### Given data
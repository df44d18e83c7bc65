//! User settings
//!
//! Stored in ~/.airdesk/config.toml. Every key is optional.

use crate::audit::{ActorId, AUDIT_TABLE};
use crate::config::ConnectionConfig;
use crate::db::identifier::{Identifier, TableName};
use crate::error::{ConfigError, ConfigResult};
use serde::{Deserialize, Serialize};
use std::path::Path;

/// Tables the console manages unless the settings narrow the list
pub const DEFAULT_TABLES: [&str; 14] = [
    "airports",
    "terminals",
    "gates",
    "flight_statuses",
    "payment_methods",
    "booking_statuses",
    "passengers",
    "flights",
    "flight_schedules",
    "bookings",
    "payments",
    "admin_roles",
    "admins",
    "notifications",
];

/// Application settings
#[derive(Debug, Clone, Serialize, Deserialize)]
pub struct Settings {
    /// Rows per page in `list`
    #[serde(default = "default_page_size")]
    pub page_size: u64,

    /// Managed tables, in display order
    #[serde(default = "default_tables")]
    pub tables: Vec<String>,

    /// Admin id used when `--actor` is not given
    #[serde(default)]
    pub actor_id: Option<i32>,

    /// `tracing` filter used when `RUST_LOG` is unset
    #[serde(default = "default_log_filter")]
    pub log_filter: String,

    #[serde(default = "default_audit_table")]
    pub audit_table: String,
}

fn default_page_size() -> u64 {
    50
}

fn default_tables() -> Vec<String> {
    DEFAULT_TABLES.iter().map(|t| t.to_string()).collect()
}

fn default_log_filter() -> String {
    "airdesk=info".to_string()
}

fn default_audit_table() -> String {
    AUDIT_TABLE.to_string()
}

impl Default for Settings {
    fn default() -> Self {
        Self {
            page_size: default_page_size(),
            tables: default_tables(),
            actor_id: None,
            log_filter: default_log_filter(),
            audit_table: default_audit_table(),
        }
    }
}

impl Settings {
    /// The configured tables as validated names
    ///
    /// # Errors
    /// `ConfigError::Invalid` naming the first entry that is not a plain
    /// identifier, or when the same table is listed twice.
    pub fn table_names(&self) -> ConfigResult<Vec<TableName>> {
        let mut names: Vec<TableName> = Vec::with_capacity(self.tables.len());
        for raw in &self.tables {
            let name = Identifier::parse(raw)
                .map_err(|e| ConfigError::Invalid(format!("tables: {}", e)))?;
            if names.contains(&name) {
                return Err(ConfigError::Invalid(format!("tables: '{}' listed twice", name)));
            }
            names.push(name);
        }
        Ok(names)
    }

    pub fn audit_table_name(&self) -> ConfigResult<Identifier> {
        Identifier::parse(&self.audit_table)
            .map_err(|e| ConfigError::Invalid(format!("audit_table: {}", e)))
    }

    pub fn default_actor(&self) -> Option<ActorId> {
        self.actor_id.map(ActorId)
    }

    fn validate(self) -> ConfigResult<Self> {
        if self.page_size == 0 {
            return Err(ConfigError::Invalid("page_size must be at least 1".into()));
        }
        self.table_names()?;
        self.audit_table_name()?;
        Ok(self)
    }
}

/// Load settings from ~/.airdesk/config.toml
pub fn load_settings() -> ConfigResult<Settings> {
    load_settings_from(&ConnectionConfig::config_dir()?.join("config.toml"))
}

/// Load settings from `path`; a missing file yields the defaults
pub fn load_settings_from(path: &Path) -> ConfigResult<Settings> {
    if !path.exists() {
        return Ok(Settings::default());
    }
    let content = std::fs::read_to_string(path)
        .map_err(|e| ConfigError::NotFound(format!("{}: {}", path.display(), e)))?;
    let settings: Settings = toml::from_str(&content)?;
    settings.validate()
}
//! Database layer
//!
//! Connection handling, catalog introspection, identifier validation and
//! the row codec. The CRUD engine in [`crate::crud`] is built on top.

pub mod codec;
pub mod identifier;
pub mod postgres;
pub mod record;
pub mod schema;
pub mod types;

// Re-export main types
pub use identifier::{Identifier, TableName};
pub use postgres::PostgresProvider;
pub use record::RecordSnapshot;
pub use schema::{ColumnDescriptor, SchemaRegistry, TableSchema};
pub use types::{CellValue, DataType, TypedValue};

### Task item
Show the lines above that have the word "TableName".

### Your solution
use crate::db::identifier::{Identifier, TableName};
    pub fn table_names(&self) -> ConfigResult<Vec<TableName>> {
        let mut names: Vec<TableName> = Vec::with_capacity(self.tables.len());
pub use identifier::{Identifier, TableName};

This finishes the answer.